* What you will do
Using only the records, tally the lines with "Some" in them and state that total by itself.
+++ Record set
use once_cell::sync::Lazy;
use serde_json::Value;

macro_rules! schema {
    ($name:ident, $path:expr) => {
        static $name: Lazy<Value> = Lazy::new(|| {
            serde_json::from_slice(include_bytes!($path)).expect("Invalid meta-schema")
        });
    };
}

schema!(DRAFT3, "../meta_schemas/draft3.json");
schema!(DRAFT4, "../meta_schemas/draft4.json");
schema!(DRAFT6, "../meta_schemas/draft6.json");
schema!(DRAFT7, "../meta_schemas/draft7.json");

/// JSON Schema dialect.
///
/// Every behavioral difference between dialects is answered by one of the capability
/// methods below, so keyword code never compares versions directly.
#[derive(Debug, Default, PartialEq, Eq, Copy, Clone, Hash)]
#[non_exhaustive]
pub enum Draft {
    /// JSON Schema Draft 3
    Draft3,
    /// JSON Schema Draft 4
    #[default]
    Draft4,
    /// JSON Schema Draft 6
    Draft6,
    /// JSON Schema Draft 7
    Draft7,
    /// JSON Schema Draft 2019-09
    Draft201909,
}

impl Draft {
    /// Keyword that rebases the resolution scope.
    pub(crate) const fn id_keyword(self) -> &'static str {
        match self {
            Draft::Draft3 | Draft::Draft4 => "id",
            Draft::Draft6 | Draft::Draft7 | Draft::Draft201909 => "$id",
        }
    }

    /// `extends`, `disallow`, `divisibleBy`, `maxDecimal`, `requires`, `optional` and the
    /// boolean `required` marker.
    pub(crate) const fn supports_legacy_keywords(self) -> bool {
        matches!(self, Draft::Draft3 | Draft::Draft4)
    }

    /// `allOf`, `anyOf`, `oneOf` and `not`.
    pub(crate) const fn supports_combinators(self) -> bool {
        !matches!(self, Draft::Draft3)
    }

    /// `exclusiveMinimum` / `exclusiveMaximum` are numbers rather than modifiers of
    /// `minimum` / `maximum`.
    pub(crate) const fn has_numeric_exclusive_bounds(self) -> bool {
        matches!(self, Draft::Draft6 | Draft::Draft7 | Draft::Draft201909)
    }

    /// `const`, `contains` and `propertyNames`.
    pub(crate) const fn supports_draft6_keywords(self) -> bool {
        matches!(self, Draft::Draft6 | Draft::Draft7 | Draft::Draft201909)
    }

    /// `if` / `then` / `else`, `contentEncoding` and `contentMediaType`.
    pub(crate) const fn supports_conditionals(self) -> bool {
        matches!(self, Draft::Draft7 | Draft::Draft201909)
    }

    /// `minContains` / `maxContains`.
    pub(crate) const fn supports_contains_bounds(self) -> bool {
        matches!(self, Draft::Draft201909)
    }

    /// Keywords next to `$ref` are evaluated too instead of being ignored.
    pub(crate) const fn applies_ref_siblings(self) -> bool {
        matches!(self, Draft::Draft201909)
    }

    /// Bundled meta-schema used by `VALIDATE_SCHEMA`.
    ///
    /// Draft 2019-09 is checked against the Draft 7 meta-schema: its own meta-schema is
    /// split over vocabularies relying on `$recursiveRef`.
    pub(crate) fn meta_schema(self) -> &'static Value {
        match self {
            Draft::Draft3 => &DRAFT3,
            Draft::Draft4 => &DRAFT4,
            Draft::Draft6 => &DRAFT6,
            Draft::Draft7 | Draft::Draft201909 => &DRAFT7,
        }
    }
}

/// Canonical location of every bundled meta-schema.
pub(crate) fn meta_schemas() -> [(&'static str, &'static Value); 4] {
    [
        ("http://json-schema.org/draft-03/schema", &*DRAFT3),
        ("http://json-schema.org/draft-04/schema", &*DRAFT4),
        ("http://json-schema.org/draft-06/schema", &*DRAFT6),
        ("http://json-schema.org/draft-07/schema", &*DRAFT7),
    ]
}

/// Get the `Draft` from a JSON Schema URL.
#[inline]
pub fn draft_from_url(url: &str) -> Option<Draft> {
    match url.trim_end_matches('#') {
        "http://json-schema.org/draft-03/schema" => Some(Draft::Draft3),
        "http://json-schema.org/draft-04/schema" => Some(Draft::Draft4),
        "http://json-schema.org/draft-06/schema" => Some(Draft::Draft6),
        "http://json-schema.org/draft-07/schema" => Some(Draft::Draft7),
        "https://json-schema.org/draft/2019-09/schema" => Some(Draft::Draft201909),
        _ => None,
    }
}

/// Get the `Draft` from a JSON Schema.
#[inline]
pub fn draft_from_schema(schema: &Value) -> Option<Draft> {
    schema
        .as_object()
        .and_then(|x| x.get("$schema"))
        .and_then(Value::as_str)
        .and_then(draft_from_url)
}

#[inline]
pub(crate) fn id_of(draft: Draft, schema: &Value) -> Option<&str> {
    schema
        .as_object()
        .and_then(|object| object.get(draft.id_keyword()))
        .and_then(Value::as_str)
}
++++++
* Response area
5